Material to process>
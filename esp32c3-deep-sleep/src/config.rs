// Copyright Claudio Mattera 2024-2025.
//
// Distributed under the MIT License or the Apache 2.0 License at your option.
// See the accompanying files LICENSE-MIT.txt and LICENSE-APACHE-2.0.txt, or
// online at
// https://opensource.org/licenses/MIT
// https://opensource.org/licenses/Apache-2.0

//! Controller configuration

/// Behaviour when wakeup pins are added with different levels
///
/// The hardware wakeup configuration tracked by the controller stores a
/// single level for all GPIO wakeup pins.
#[derive(Clone, Copy, Debug, Default, PartialEq, Eq)]
pub enum LevelPolicy {
    /// The level of the last added pin applies to all pins
    ///
    /// A warning is logged whenever a previous level is overridden.
    #[default]
    LastWins,

    /// Adding a pin whose level differs from the armed pins is an error
    RejectConflicts,
}

/// Configuration of a sleep controller
#[derive(Clone, Copy, Debug, Default, PartialEq, Eq)]
pub struct Config {
    /// Behaviour when wakeup pins are added with different levels
    pub level_policy: LevelPolicy,
}

impl Config {
    /// Set the level policy
    #[must_use]
    pub const fn with_level_policy(mut self, level_policy: LevelPolicy) -> Self {
        self.level_policy = level_policy;
        self
    }
}
// Copyright Claudio Mattera 2024-2025.
//
// Distributed under the MIT License or the Apache 2.0 License at your option.
// See the accompanying files LICENSE-MIT.txt and LICENSE-APACHE-2.0.txt, or
// online at
// https://opensource.org/licenses/MIT
// https://opensource.org/licenses/Apache-2.0

//! Firmware waking up periodically or when a button is pressed

#![no_std]
#![no_main]

use log::error;
use log::info;
use log::warn;

use embassy_executor::Spawner;

use embassy_time::Duration;
use embassy_time::Timer;

use esp_hal::clock::CpuClock;
use esp_hal::gpio::Level;
use esp_hal::gpio::Output;
use esp_hal::init as initialize_esp_hal;
use esp_hal::prelude::*; // main
use esp_hal::timer::systimer::SystemTimer;
use esp_hal::timer::systimer::Target;
use esp_hal::Config as EspConfig;

use esp_hal_embassy::init as initialize_embassy;

use esp_backtrace as _;

use esp32c3_deep_sleep::EspBackend;
use esp32c3_deep_sleep::Error as SleepError;
use esp32c3_deep_sleep::PinNumber;
use esp32c3_deep_sleep::SleepController;
use esp32c3_deep_sleep::WakeupCause;

mod logging;
use self::logging::setup as setup_logging;

mod retained;
use self::retained::increment_boot_count;

/// Pin connected to a button to ground
const BUTTON_PIN: PinNumber = 2;

/// Wake up when the button pin goes high instead of low
const WAKE_ON_HIGH: bool = false;

/// Pin connected to a LED
///
/// This must match the peripheral used for the LED output.
const LED_PIN: PinNumber = 3;

/// Duration of deep sleep
const DEEP_SLEEP_DURATION: Duration = Duration::from_secs(60);

/// Period to wait before going to deep sleep
const AWAKE_PERIOD: Duration = Duration::from_secs(10);

/// Main task
#[main]
async fn main(_spawner: Spawner) {
    setup_logging();

    let peripherals = initialize_esp_hal({
        let mut config = EspConfig::default();
        config.cpu_clock = CpuClock::max();
        config
    });

    let systimer = SystemTimer::new(peripherals.SYSTIMER).split::<Target>();
    initialize_embassy(systimer.alarm0);

    let boot_count = increment_boot_count();
    info!("Current boot count = {boot_count}");

    let mut controller = SleepController::new(EspBackend::new(peripherals.LPWR));

    match controller.wakeup_cause() {
        WakeupCause::Undefined => info!("Booted after power-on or reset"),
        WakeupCause::Timer => info!("Woken up by timer"),
        WakeupCause::Gpio => info!("Woken up by button on GPIO{BUTTON_PIN}"),
        cause => warn!("Woken up by unexpected cause {cause:?}"),
    }

    info!("Release pins held during deep sleep");
    controller.release_all_holds();

    info!("Turn on LED");
    let mut led = Output::new(peripherals.GPIO3, Level::High);

    if let Err(error) = configure_wakeup(&mut controller) {
        error!("Error while configuring wakeup sources: {error:?}");
    }

    info!("Stay awake for {}s", AWAKE_PERIOD.as_secs());
    Timer::after(AWAKE_PERIOD).await;

    info!("Turn off LED and keep it off during deep sleep");
    led.set_low();
    controller.hold_gpio(LED_PIN);

    controller.go_deep_sleep();
}

/// Arm the timer and button wakeup sources
///
/// The timer is armed first, so that the chip wakes up eventually even if the
/// button cannot be armed.
fn configure_wakeup(controller: &mut SleepController<EspBackend>) -> Result<(), Error> {
    info!("Arm timer wakeup after {}s", DEEP_SLEEP_DURATION.as_secs());
    controller.begin_timer_wakeup(DEEP_SLEEP_DURATION.into());

    info!("Arm button wakeup on GPIO{BUTTON_PIN}");
    controller.add_wakeup_pin(BUTTON_PIN, WAKE_ON_HIGH)?;

    Ok(())
}

/// An error
#[derive(Debug)]
enum Error {
    /// An error within sleep configuration
    #[expect(unused, reason = "Never read directly")]
    Sleep(SleepError),
}

impl From<SleepError> for Error {
    fn from(error: SleepError) -> Self {
        Self::Sleep(error)
    }
}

Problem to solve> Going through the entries above, show each line that contains "connected".

Your solution>
/// Pin connected to a button to ground
/// Pin connected to a LED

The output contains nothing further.